Njau Joseph D, Goodman Catherine A, Kachur S Patrick, Mulligan Jo, Munkondya John S, McHomvu Naiman, Abdulla Salim, Bloland Peter, Mills Anne
Ifakara Health Research & Development Centre, PO Box 78373, Dar es Salaam, Tanzania.
Malar J. 2008 Jan 7;7:4. doi: 10.1186/1475-2875-7-4.
The development of antimalarial drug resistance has led to increasing calls for the introduction of artemisinin-based combination therapy (ACT). However, little evidence is available on the full costs associated with changing national malaria treatment policy. This paper presents findings on the actual drug and non-drug costs associated with deploying ACT in one district in Tanzania, and uses these data to estimate the nationwide costs of implementation in a setting where identification of malaria cases is primarily dependant on clinical diagnosis.
Detailed data were collected over a three year period on the financial costs of providing ACT in Rufiji District as part of a large scale effectiveness evaluation, including costs of drugs, distribution, training, treatment guidelines and other information, education and communication (IEC) materials and publicity. The district-level costs were scaled up to estimate the costs of nationwide implementation, using four scenarios to extrapolate variable costs.
The total district costs of implementing ACT over the three year period were slightly over one million USD, with drug purchases accounting for 72.8% of this total. The composite (best) estimate of nationwide costs for the first three years of ACT implementation was 48.3 million USD (1.29 USD per capita), which varied between 21 and 67.1 million USD in the sensitivity analysis (2003 USD). In all estimates drug costs constituted the majority of total costs. However, non-drug costs such as IEC materials, drug distribution, communication, and health worker training were also substantial, accounting for 31.4% of overall ACT implementation costs in the best estimate scenario. Annual implementation costs are equivalent to 9.5% of Tanzania's recurrent health sector budget, and 28.7% of annual expenditure on medical supplies, implying a 6-fold increase in the national budget for malaria treatment.

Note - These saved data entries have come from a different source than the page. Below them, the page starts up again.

// Core library for the Bindery request pipeline
// Parameter binding, type coercion, content negotiation and view resolution

pub mod bind;
pub mod binding_map;
pub mod content_negotiation;
pub mod context;
pub mod convert;
pub mod dispatch;
pub mod error;
pub mod http;
pub mod logging;
pub mod multipart;
pub mod param;
pub mod route;
pub mod view;

// Re-export commonly used types
pub use bind::*;
pub use binding_map::*;
pub use content_negotiation::*;
pub use context::*;
pub use convert::*;
pub use dispatch::*;
pub use error::*;
pub use http::{Cookie, HttpRequest, HttpResponse, RequestBody, Session, UploadedFile};
pub use logging::{LogConfig, LogFormat, LogLevel, LogOutput, LoggingError, Rotation};
pub use multipart::*;
pub use param::*;
pub use route::*;
pub use view::*;

/// Everything a handler author usually needs.
pub mod prelude {
    pub use crate::bind::{Binder, BinderChain};
    pub use crate::binding_map::BindingMap;
    pub use crate::content_negotiation::{NegotiatingView, Negotiator, NegotiatorRegistry};
    pub use crate::context::RequestContext;
    pub use crate::convert::ConversionRegistry;
    pub use crate::dispatch::{Dispatcher, Handler, Outcome};
    pub use crate::error::{BindError, BoxError, Error};
    pub use crate::http::{Cookie, HttpRequest, HttpResponse, Session, UploadedFile};
    pub use crate::param::{BindableEnum, ParameterDescription, TypeDescriptor, Value, value};
    pub use crate::view::{JsonView, JsonpView, RedirectView, StatusView, ViewResult};
}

The costs of implementing ACT are substantial. Although drug purchases constituted a majority of total costs, non-drug costs were also considerable. It is clear that substantial external resources will be required to facilitate and sustain effective ACT delivery across Tanzania and other malaria-endemic countries.
抗疟药物耐药性的发展导致越来越多的人呼吁引入以青蒿素为基础的联合疗法(ACT)。然而,关于改变国家疟疾治疗政策的全部成本的证据很少。本文介绍了在坦桑尼亚一个地区部署ACT相关的实际药物和非药物成本的研究结果,并利用这些数据估算在疟疾病例识别主要依赖临床诊断的情况下全国范围内的实施成本。
在三年期间收集了关于在鲁菲吉区提供ACT的财务成本的详细数据,作为大规模有效性评估的一部分,包括药物成本、分发成本、培训成本、治疗指南以及其他信息、教育和宣传(IEC)材料及宣传成本。利用四种情景推断可变成本,将地区层面的成本进行扩大推算,以估算全国范围的实施成本。
在三年期间实施ACT的地区总成本略超过100万美元,其中药品采购占总成本的72.8%。ACT实施头三年全国成本的综合(最佳)估计为4830万美元(人均1.29美元),在敏感性分析中(2003年美元),成本在2100万至6710万美元之间变化。在所有估计中,药品成本占总成本的大部分。然而,诸如IEC材料、药品分发、宣传和卫生工作者培训等非药物成本也相当可观,在最佳估计情景中占ACT总体实施成本的31.4%。年度实施成本相当于坦桑尼亚卫生部门经常性预算的9.5%,以及医疗用品年度支出的28.7%,这意味着国家疟疾治疗预算增加了6倍。
实施ACT的成本很高。虽然药品采购占总成本的大部分,但非药物成本也相当可观。显然,需要大量外部资源来促进和维持在坦桑尼亚及其他疟疾流行国家有效提供ACT。